----- Original Message -----
From: "Shu Ming" <shuming(a)linux.vnet.ibm.com>
To: "Haim Ateya" <hateya(a)redhat.com>
Cc: "users(a)oVirt.org" <users(a)ovirt.org>
Sent: Tuesday, May 15, 2012 9:03:42 AM
Subject: Re: [Users] The SPM host node is in unresponsive mode
On 2012-5-15 12:19, Haim Ateya wrote:
>
> ----- Original Message -----
>> From: "Shu Ming"<shuming(a)linux.vnet.ibm.com>
>> To: "users@oVirt.org"<users(a)ovirt.org>
>> Sent: Tuesday, May 15, 2012 4:56:36 AM
>> Subject: [Users] The SPM host node is in unresponsive mode
>>
>> Hi,
>> I attached one host node in my engine. Because it is the only
>> one
>> node, it is automatically the SPM node. And it used to run well
>> in
>> my
>> engine. Yesterday, some errors happened in the network work of
>> the
>> host
>> node. That made the node become "unresponsive" in the engine. I
>> am
>> sure the network errors are fixed and want to bring the node back
>> to
>> life now. However, I found that the only one node could not be
>> "confirm as host been rebooted" and could not be set into the
>> maintenance mode. The reason given there is no active host in
>> the
>> datacenter and SPM can not enter into maintenance mode. It seems
>> that
>> it fell into a logic loop here. Losting network can be quite
>> common
>> in
>> developing environment even in production environment, I think we
>> should
>> have a way to address this problem on how to repair a host node
>> encountering network down for a while.
> Hi Shu,
>
> first, for the manual fence to work ("confirm host have been
> rebooted") you will need
> another host in the cluster which will be used as a proxy and send
> the actual manual fence command.
> second, you are absolutely right, loss of network is a common
> scenario, and we should be able
> to recover, but lets try to understand why your host remain
> unresponsive after network returned.
> please ssh to the host and try the following:
>
> - vdsClient -s 0 getVdsCaps (validity check making sure vdsm
> service is up and running and communicate with its network socket
> from localhost)
[root@ovirt-node1 ~]# vdsClient -s 0 getVdsCaps
Connection to 9.181.129.110:54321 refused
[root@ovirt-node1 ~]#
root@ovirt-node1 ~]# ps -ef |grep vdsm
root 1365 1 0 09:37 ? 00:00:00 /usr/sbin/libvirtd
--listen # by vdsm
root 5534 4652 0 13:53 pts/0 00:00:00 grep --color=auto
vdsm
[root@ovirt-node1 ~]# service vdsmd start
Redirecting to /bin/systemctl start vdsmd.service
root@ovirt-node1 ~]# ps -ef |grep vdsm
root 1365 1 0 09:37 ? 00:00:00 /usr/sbin/libvirtd
--listen # by vdsm
root 5534 4652 0 13:53 pts/0 00:00:00 grep --color=auto
vdsm
It seems that VDSM process was gone while libvirtd spawned by VDSM
was
there. Then I tried to start the VDSM daemon, however it did
nothing.
After checking the vdsm.log file, the latest message was five hours
ago
and useless. Also, there was no useful message in libvirtd.log.

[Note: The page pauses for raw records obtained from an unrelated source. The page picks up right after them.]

//! End-to-end WebSocket tests against a server bound to a local port.

use futures_util::{SinkExt, StreamExt};
use js_server::api::{AppState, create_router, websocket::ServerMessage};
use jungle_speed::{
    GameStateView, GrabKind, Phase, PlayerId,
    table::{TableActor, TableConfig},
};
use serde_json::{Value, json};
use std::time::Duration;
use tokio::{net::TcpStream, time::timeout};
use tokio_tungstenite::{MaybeTlsStream, WebSocketStream, connect_async, tungstenite::Message};

type Ws = WebSocketStream<MaybeTlsStream<TcpStream>>;

/// Start a server with its own table and return the WebSocket URL.
async fn spawn_server(grab_cooldown: Duration) -> String {
    let config = TableConfig {
        grab_cooldown,
        ..TableConfig::default()
    };
    let (actor, table) = TableActor::new(config);
    tokio::spawn(actor.run());

    let app = create_router(AppState { table });
    let listener = tokio::net::TcpListener::bind("127.0.0.1:0").await.unwrap();
    let addr = listener.local_addr().unwrap();
    tokio::spawn(async move {
        axum::serve(listener, app).await.unwrap();
    });

    format!("ws://{addr}/ws")
}

async fn connect(url: &str) -> Ws {
    let (ws, _) = connect_async(url).await.unwrap();
    ws
}

async fn send(ws: &mut Ws, event: Value) {
    ws.send(Message::Text(event.to_string().into())).await.unwrap();
}

async fn next_event(ws: &mut Ws) -> ServerMessage {
    loop {
        let msg = timeout(Duration::from_secs(5), ws.next())
            .await
            .expect("timed out waiting for an event")
            .expect("socket closed")
            .unwrap();

        if let Message::Text(text) = msg {
            return serde_json::from_str(&text).unwrap();
        }
    }
}

/// Skip events until one matches.
async fn wait_for(ws: &mut Ws, pred: impl Fn(&ServerMessage) -> bool) -> ServerMessage {
    loop {
        let event = next_event(ws).await;
        if pred(&event) {
            return event;
        }
    }
}

async fn wait_for_state(
    ws: &mut Ws,
    pred: impl Fn(&GameStateView) -> bool,
) -> GameStateView {
    match wait_for(ws, |e| matches!(e, ServerMessage::GameState(view) if pred(view))).await {
        ServerMessage::GameState(view) => view,
        _ => unreachable!(),
    }
}

async fn join(ws: &mut Ws, name: &str) -> PlayerId {
    send(ws, json!({"type": "join_game", "name": name})).await;
    match wait_for(ws, |e| {
        matches!(
            e,
            ServerMessage::JoinedGame { .. } | ServerMessage::JoinFailed { .. }
        )
    })
    .await
    {
        ServerMessage::JoinedGame { player_id } => player_id,
        other => panic!("join rejected: {other:?}"),
    }
}

/// Two seated players with a round dealt. Returns (first seat, second seat).
async fn start_two_player_game(url: &str) -> (Ws, Ws) {
    let mut a = connect(url).await;
    let mut b = connect(url).await;
    join(&mut a, "alice").await;
    join(&mut b, "bob").await;

    send(&mut a, json!({"type": "start_game"})).await;
    for ws in [&mut a, &mut b] {
        wait_for(ws, |e| *e == ServerMessage::GameStarted).await;
        wait_for_state(ws, |view| view.phase == Phase::Playing).await;
    }

    (a, b)
}

// === Lobby Tests ===

#[tokio::test]
async fn test_connect_receives_lobby_snapshot() {
    let url = spawn_server(Duration::from_secs(2)).await;
    let mut ws = connect(&url).await;

    match next_event(&mut ws).await {
        ServerMessage::GameState(view) => {
            assert_eq!(view.phase, Phase::Waiting);
            assert!(view.players.is_empty());
        }
        other => panic!("expected a snapshot, got {other:?}"),
    }
}

#[tokio::test]
async fn test_join_broadcasts_to_everyone() {
    let url = spawn_server(Duration::from_secs(2)).await;
    let mut watcher = connect(&url).await;
    let mut player = connect(&url).await;

    let id = join(&mut player, "alice").await;

    let view = wait_for_state(&mut watcher, |view| view.players.len() == 1).await;
    let seat = view.player(&id).expect("joined player is listed");
    assert_eq!(seat.name.to_string(), "alice");
    assert_eq!(seat.draw_deck_count, 0);
}

#[tokio::test]
async fn test_fifth_join_fails() {
    let url = spawn_server(Duration::from_secs(2)).await;
    let mut seated = Vec::new();
    for name in ["a", "b", "c", "d"] {
        let mut ws = connect(&url).await;
        join(&mut ws, name).await;
        seated.push(ws);
    }

    let mut late = connect(&url).await;
    send(&mut late, json!({"type": "join_game", "name": "e"})).await;
    let event = wait_for(&mut late, |e| matches!(e, ServerMessage::JoinFailed { .. })).await;
    assert_eq!(
        event,
        ServerMessage::JoinFailed {
            reason: "game is full".to_string()
        }
    );
}

#[tokio::test]
async fn test_duplicate_join_fails() {
    let url = spawn_server(Duration::from_secs(2)).await;
    let mut ws = connect(&url).await;
    join(&mut ws, "alice").await;

    send(&mut ws, json!({"type": "join_game", "name": "alice"})).await;
    let event = wait_for(&mut ws, |e| matches!(e, ServerMessage::JoinFailed { .. })).await;
    assert_eq!(
        event,
        ServerMessage::JoinFailed {
            reason: "player already joined".to_string()
        }
    );
}

#[tokio::test]
async fn test_start_needs_two_players() {
    let url = spawn_server(Duration::from_secs(2)).await;
    let mut ws = connect(&url).await;
    join(&mut ws, "alice").await;

    send(&mut ws, json!({"type": "start_game"})).await;
    let event = wait_for(&mut ws, |e| matches!(e, ServerMessage::Error { .. })).await;
    assert_eq!(
        event,
        ServerMessage::Error {
            message: "need 2+ players".to_string()
        }
    );
}

#[tokio::test]
async fn test_malformed_message() {
    let url = spawn_server(Duration::from_secs(2)).await;
    let mut ws = connect(&url).await;

    ws.send(Message::Text("not json".into())).await.unwrap();
    let event = wait_for(&mut ws, |e| matches!(e, ServerMessage::Error { .. })).await;
    assert_eq!(
        event,
        ServerMessage::Error {
            message: "Invalid message format".to_string()
        }
    );
}

// === Gameplay Tests ===

#[tokio::test]
async fn test_start_deals_half_deck_each() {
    let url = spawn_server(Duration::from_secs(2)).await;
    let (mut a, _b) = start_two_player_game(&url).await;

    send(&mut a, json!({"type": "draw_card"})).await;
    wait_for(&mut a, |e| matches!(e, ServerMessage::DrawResult(_))).await;

    let view = wait_for_state(&mut a, |view| {
        view.players
            .first()
            .is_some_and(|p| p.active_card.is_some())
    })
    .await;
    assert_eq!(view.players[0].draw_deck_count, 25);
    assert_eq!(view.players[1].draw_deck_count, 26);
    assert_eq!(view.current_player_index, 1);
}

#[tokio::test]
async fn test_draw_result_precedes_its_snapshot() {
    let url = spawn_server(Duration::from_secs(2)).await;
    let (mut a, _b) = start_two_player_game(&url).await;

    send(&mut a, json!({"type": "draw_card"})).await;
    loop {
        match next_event(&mut a).await {
            ServerMessage::DrawResult(result) => {
                assert!(result.success);
                break;
            }
            ServerMessage::GameState(view) => assert!(
                view.players.iter().all(|p| p.active_card.is_none()),
                "snapshot of the draw arrived before the draw result"
            ),
            _ => {}
        }
    }

    let view = wait_for_state(&mut a, |view| view.players[0].active_card.is_some()).await;
    assert_eq!(view.current_player_index, 1);
}

#[tokio::test]
async fn test_draw_out_of_turn() {
    let url = spawn_server(Duration::from_secs(2)).await;
    let (mut a, mut b) = start_two_player_game(&url).await;

    send(&mut b, json!({"type": "draw_card"})).await;
    match wait_for(&mut b, |e| matches!(e, ServerMessage::DrawResult(_))).await {
        ServerMessage::DrawResult(result) => {
            assert!(!result.success);
            assert_eq!(result.reason.as_deref(), Some("not your turn"));
        }
        _ => unreachable!(),
    }

    send(&mut a, json!({"type": "draw_card"})).await;
    match wait_for(&mut a, |e| matches!(e, ServerMessage::DrawResult(_))).await {
        ServerMessage::DrawResult(result) => assert!(result.success),
        _ => unreachable!(),
    }
}

#[tokio::test]
async fn test_grab_by_spectator() {
    let url = spawn_server(Duration::from_secs(2)).await;
    let (_a, _b) = start_two_player_game(&url).await;
    let mut spectator = connect(&url).await;

    send(&mut spectator, json!({"type": "grab_bottle"})).await;
    match wait_for(&mut spectator, |e| matches!(e, ServerMessage::GrabResult(_))).await {
        ServerMessage::GrabResult(result) => {
            assert!(!result.success);
            assert_eq!(result.reason.as_deref(), Some("player not found"));
        }
        _ => unreachable!(),
    }
}

#[tokio::test]
async fn test_grab_cooldown_expiry_is_pushed() {
    let url = spawn_server(Duration::from_millis(1000)).await;
    let (mut a, mut b) = start_two_player_game(&url).await;

    // Nothing is face up, so any grab is a penalty
    send(&mut a, json!({"type": "grab_bottle"})).await;
    match wait_for(&mut a, |e| matches!(e, ServerMessage::GrabResult(_))).await {
        ServerMessage::GrabResult(result) => {
            assert!(result.success);
            assert_eq!(result.kind, Some(GrabKind::Penalty));
        }
        _ => unreachable!(),
    }

    send(&mut a, json!({"type": "draw_card"})).await;
    match wait_for(&mut a, |e| matches!(e, ServerMessage::DrawResult(_))).await {
        ServerMessage::DrawResult(result) => {
            assert!(!result.success);
            assert_eq!(result.reason.as_deref(), Some("bottle grab cooldown active"));
        }
        _ => unreachable!(),
    }

    // The other player sees the lock and then its release without acting
    wait_for_state(&mut b, |view| view.grab_cooldown_active).await;
    let released = wait_for_state(&mut b, |view| !view.grab_cooldown_active).await;
    assert_eq!(released.phase, Phase::Playing);
    assert!(!released.grab_window_open);

    send(&mut a, json!({"type": "draw_card"})).await;
    match wait_for(&mut a, |e| matches!(e, ServerMessage::DrawResult(_))).await {
        ServerMessage::DrawResult(result) => assert!(result.success),
        _ => unreachable!(),
    }
}

#[tokio::test]
async fn test_disconnect_abandons_round() {
    let url = spawn_server(Duration::from_secs(2)).await;
    let (mut a, mut b) = start_two_player_game(&url).await;

    b.close(None).await.unwrap();

    let view = wait_for_state(&mut a, |view| view.players.len() == 1).await;
    assert_eq!(view.phase, Phase::Waiting);
}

[HA] problem is systemctl doesn't show real reason why service didn't go, lets try
the following:
- # cd /lib/systemd/
- # ./systemd-vdsmd restart
> - please ping between host and engine
It works in both ways.
> - please make sure there is no firewall on blocking tcp 54321 (on
> both host and engine)
No firewall.
>
> also, please provide vdsm.log (from the time network issues begun)
> and spm-lock.log (both located on /var/log/vdsm/).
>
> as for a mitigation, we can always manipulate db and set it
> correctly, but first, lets try the above.
Also, there is no useful message in spm-lock.log. The latest message
was 24 hours ago.
>> --
>> Shu Ming<shuming(a)linux.vnet.ibm.com>
>> IBM China Systems and Technology Laboratory
>>
>>
>> _______________________________________________
>> Users mailing list
>> Users(a)ovirt.org
>>
http://lists.ovirt.org/mailman/listinfo/users
>>
--
Shu Ming<shuming(a)linux.vnet.ibm.com>
IBM China Systems and Technology Laboratory